OK, in the spirit of Richard Fish, here is a non-moralistic argument for CSS: because it will save you money and make you money.
- Reduced bandwidth. Less, lower, smaller, not as much… reduced bandwidth. You can have the same layout you have now, only it will be smaller and take less bandwidth. This helps your readers with slower connections, but it also saves you money. Google counts characters on their main page; why don’t you? Don’t you pay for bandwidth?
- Reduced compexity. Less, lower, smaller, not as much… reduced. Site redesigns are easier with CSS. Multi-site coordination (*.userland.com) is easier with CSS. There is, AFAIK, no way to easily share Manila templates across domains. But if you made your Manila template completely generic and semantic, and moved all your layout to CSS files, you could have a single CSS file that defined the layout of common elements across all your domains, and have site-specific CSS files that override individual pieces. Stylesheets are both shareable and subclassable; Manila templates are not. CSS is another tool that augments, not replaces your existing tools, that can save you money.

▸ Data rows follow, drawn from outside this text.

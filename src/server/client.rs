//! Report submission to an already running stats server.
//!
//! Out-of-process collection works by POSTing a finished report to a
//! server that is already serving one; the server merges it per mode
//! key. The wire format matches what the server itself speaks: gzip
//! over JSON.

use crate::report::Report;
use crate::server::service::compress_data;
use crate::utils::config::DEFAULT_SUBMIT_TIMEOUT;
use crate::utils::error::SubmitError;
use log::{debug, info};

/// Blocking HTTP client for a stats server
pub struct StatsClient {
    client: reqwest::blocking::Client,
    base_url: String,
}

impl StatsClient {
    /// Create a client for the server at `host:port`
    pub fn new(host: &str, port: u16) -> Result<Self, SubmitError> {
        let client = reqwest::blocking::Client::builder()
            .timeout(DEFAULT_SUBMIT_TIMEOUT)
            .build()?;
        Ok(Self {
            client,
            base_url: format!("http://{}:{}", host, port),
        })
    }

    /// **Public** - Submits a report for merging into the server's
    /// held report.
    ///
    /// # Errors
    /// * `SubmitError::RequestFailed` when the server is unreachable
    /// * `SubmitError::Rejected` when it answers with a non-success
    ///   status
    pub fn submit_report(&self, report: &Report) -> Result<(), SubmitError> {
        let body = serde_json::to_vec(report)?;
        let compressed = compress_data(&body)?;
        debug!(
            "Submitting {} compressed byte(s) to {}/profile",
            compressed.len(),
            self.base_url
        );

        let response = self
            .client
            .post(format!("{}/profile", self.base_url))
            .header("Content-Type", "text/json")
            .header("Content-Encoding", "gzip")
            .body(compressed)
            .send()?;

        if !response.status().is_success() {
            return Err(SubmitError::Rejected(response.status().as_u16()));
        }

        info!("Report submitted to {}", self.base_url);
        Ok(())
    }
}

#[cfg(test)]
mod tests {
    use super::*;
    use serde_json::json;

    #[test]
    fn test_submit_to_unreachable_server() {
        // Port 9 (discard) is never a stats server.
        let client = StatsClient::new("127.0.0.1", 9).unwrap();
        let mut report = Report::new();
        report.insert('c', json!({}));

        let result = client.submit_report(&report);
        assert!(matches!(result, Err(SubmitError::RequestFailed(_))));
    }
}
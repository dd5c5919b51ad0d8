//! CLI command implementations.
//!
//! Each command is implemented in its own module.
//! Commands orchestrate the library components to perform user tasks.

pub mod run;
pub mod serve;

// Re-export main command functions
pub use run::{execute_run, validate_args, RunArgs};
pub use serve::{execute_serve, ServeArgs};
//! Utility modules for configuration and error handling.

pub mod config;
pub mod error;

// Re-export commonly used error types for convenience
pub use error::{AssembleError, ConfigError, ReportError, SubmitError, TargetError};
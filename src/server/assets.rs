//! Static asset resolution for the visualization frontend.
//!
//! Assets resolve against a single root directory. Request paths are
//! canonicalized before reading, and a resolved path that escapes the
//! root reads as not found, so `..` segments and symlinks cannot
//! reach files outside the asset directory.

use std::ffi::OsStr;
use std::fs;
use std::io;
use std::path::{Path, PathBuf};

/// Root directory the visualization assets are served from
#[derive(Debug, Clone)]
pub struct AssetDir {
    root: PathBuf,
}

impl AssetDir {
    pub fn new(root: impl Into<PathBuf>) -> Self {
        Self { root: root.into() }
    }

    pub fn root(&self) -> &Path {
        &self.root
    }

    /// Read one asset file.
    ///
    /// # Errors
    /// Any unreadable, missing, or out-of-root path surfaces as an
    /// `io::Error`; the service maps all of them to a 404.
    pub fn read(&self, asset_path: &str) -> io::Result<Vec<u8>> {
        let relative = asset_path.trim_start_matches('/');
        let root = self.root.canonicalize()?;
        let resolved = root.join(relative).canonicalize()?;

        if !resolved.starts_with(&root) {
            return Err(io::Error::new(
                io::ErrorKind::NotFound,
                format!("asset path escapes the asset root: {}", asset_path),
            ));
        }
        fs::read(resolved)
    }
}

/// Content type for an asset path, derived from its extension
pub fn content_type_for(asset_path: &str) -> &'static str {
    match Path::new(asset_path).extension().and_then(OsStr::to_str) {
        Some("html") => "text/html",
        Some("js") => "application/javascript",
        Some("css") => "text/css",
        Some("json") => "text/json",
        Some("svg") => "image/svg+xml",
        Some("png") => "image/png",
        Some("ico") => "image/x-icon",
        Some("woff2") => "font/woff2",
        _ => "application/octet-stream",
    }
}
//! Run command implementation.
//!
//! The run command:
//! 1. Loads a recorded telemetry dump
//! 2. Resolves the profile target
//! 3. Runs the requested aggregators and assembles their report
//! 4. Writes the report to a file or submits it to a running stats
//!    server

use crate::aggregator::{
    assemble, CallTreeAggregator, FlameAggregator, HeatmapAggregator, MemoryAggregator,
    ModeRegistry,
};
use crate::probe::{
    ProfileTarget, ReplayCallSource, ReplayHeapSource, ReplayLineSource, ReplayRunner,
    ReplaySampleSource, TelemetryDump,
};
use crate::report::save_report;
use crate::server::StatsClient;
use crate::utils::config::{DEFAULT_HOST, DEFAULT_PORT};
use anyhow::{Context, Result};
use log::{debug, info};
use std::path::PathBuf;
use std::time::Instant;

/// Arguments for the run command
///
/// **Public** - used by main.rs to construct from CLI args
#[derive(Debug, Clone)]
pub struct RunArgs {
    /// Mode configuration string, e.g. "cmh"
    pub config: String,

    /// Path to the recorded telemetry dump
    pub telemetry: PathBuf,

    /// Override for the target recorded in the dump
    pub target: Option<String>,

    /// Output path for the report JSON
    pub output: PathBuf,

    /// Submit to a running stats server instead of writing a file
    pub remote: bool,

    /// Stats server host for remote submission
    pub host: String,

    /// Stats server port for remote submission
    pub port: u16,
}

impl Default for RunArgs {
    fn default() -> Self {
        Self {
            config: String::new(),
            telemetry: PathBuf::from("telemetry.json"),
            target: None,
            output: PathBuf::from("report.json"),
            remote: false,
            host: DEFAULT_HOST.to_string(),
            port: DEFAULT_PORT,
        }
    }
}

/// Execute the run command
///
/// **Public** - main entry point called from main.rs
///
/// # Arguments
/// * `args` - Run command arguments
///
/// # Returns
/// Ok if the report was assembled and delivered, Err with context if
/// any step fails
///
/// # Errors
/// * Invalid mode configuration (duplicate or unknown mode letters)
/// * Missing or malformed telemetry dump
/// * Aggregator failures, including missing telemetry streams
/// * File write or submission errors
///
/// # Example
/// ```ignore
/// let args = RunArgs {
///     config: "cmh".to_string(),
///     telemetry: PathBuf::from("telemetry.json"),
///     output: PathBuf::from("report.json"),
///     ..Default::default()
/// };
///
/// execute_run(args)?;
/// ```
pub fn execute_run(args: RunArgs) -> Result<()> {
    let start_time = Instant::now();

    info!("Starting aggregation with mode configuration: {}", args.config);

    // Step 1: Load telemetry
    info!("Step 1/4: Loading telemetry dump...");
    let dump = TelemetryDump::load(&args.telemetry)
        .with_context(|| format!("Failed to load telemetry dump {}", args.telemetry.display()))?;

    // Step 2: Resolve target
    info!("Step 2/4: Resolving profile target...");
    let target = match &args.target {
        Some(spec) => ProfileTarget::resolve(spec)?,
        None => dump.target.clone(),
    };
    info!("Profiling target: {}", target.display_name());

    // Step 3: Run aggregators
    info!("Step 3/4: Running aggregators...");
    let registry = build_replay_registry(&dump);
    let report = assemble(&target, &args.config, &registry)?;
    debug!("Assembled report with {} mode payload(s)", report.len());

    // Step 4: Deliver
    if args.remote {
        info!(
            "Step 4/4: Submitting report to {}:{}...",
            args.host, args.port
        );
        let client = StatsClient::new(&args.host, args.port)?;
        client
            .submit_report(&report)
            .context("Failed to submit report to stats server")?;
        info!("✓ Report submitted to http://{}:{}", args.host, args.port);
    } else {
        info!("Step 4/4: Writing report...");
        save_report(&report, &args.output)
            .with_context(|| format!("Failed to write report {}", args.output.display()))?;
        info!("✓ Report written to: {}", args.output.display());
    }

    let elapsed = start_time.elapsed();
    info!("Aggregation completed in {:.2}s", elapsed.as_secs_f64());

    Ok(())
}

/// Build the mode registry over a telemetry dump
///
/// **Private** - the registry's run order (m, c, h, p) decides report
/// key order, whatever order the configuration string uses
fn build_replay_registry(dump: &TelemetryDump) -> ModeRegistry {
    let mut registry = ModeRegistry::new();

    let heap = dump.heap.clone();
    registry.register(
        'm',
        Box::new(move |target| {
            Box::new(MemoryAggregator::new(
                ReplayHeapSource::new(heap.clone()),
                ReplayRunner,
                target.clone(),
            ))
        }),
    );

    let samples = dump.samples.clone();
    registry.register(
        'c',
        Box::new(move |target| {
            Box::new(FlameAggregator::new(
                ReplaySampleSource::new(samples.clone()),
                ReplayRunner,
                target.clone(),
            ))
        }),
    );

    let lines = dump.lines.clone();
    registry.register(
        'h',
        Box::new(move |target| {
            Box::new(HeatmapAggregator::new(
                ReplayLineSource::new(lines.clone()),
                ReplayRunner,
                target.clone(),
            ))
        }),
    );

    let calls = dump.calls.clone();
    registry.register(
        'p',
        Box::new(move |target| {
            Box::new(CallTreeAggregator::new(
                ReplayCallSource::new(calls.clone()),
                ReplayRunner,
                target.clone(),
            ))
        }),
    );

    registry
}

/// Validate run arguments
///
/// **Public** - can be called before execute_run for early validation
///
/// # Arguments
/// * `args` - Arguments to validate
///
/// # Returns
/// Ok if arguments are valid, Err with message if not
pub fn validate_args(args: &RunArgs) -> Result<()> {
    if args.config.is_empty() {
        anyhow::bail!("Mode configuration cannot be empty");
    }

    if !args.config.chars().all(|mode| mode.is_ascii_alphabetic()) {
        anyhow::bail!("Mode configuration may only contain letters");
    }

    if args.remote && args.host.is_empty() {
        anyhow::bail!("Host cannot be empty for remote submission");
    }

    Ok(())
}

- Increased audience. Out of the box, neither Manila nor Radio can be used to build web sites for federal agencies, because none of the default templates are Section 508 compatible, and important pieces of uncustomizeable HTML that they generate (calendar and RSSBox in particular) do not validate. If you don’t fix this, you will lose sales (if you haven’t already), which will not make you money.
- Increased functionality. Ship the next version of Radio with a default theme that allows for dynamic theme switching, like my site does. Sure, it’s a whiz-bang feature, but people will love it, they will enjoy their first day of Radio more, and that will make you money. Furthermore, it requires absolutely no code changes in Radio, but most of your audience won’t know that, they’ll just be impressed, which, as I mentioned earlier, will make you money.
Obviously, from a pure business standpoint, you have to evaluate your own business and see where you can get the most return on investment. I’m not suggesting you drop everything and redesign *.userland.com. I’d start with the Radio templates, since they can be easily worked on separately and don’t require any code changes. Where you go from there is up to you.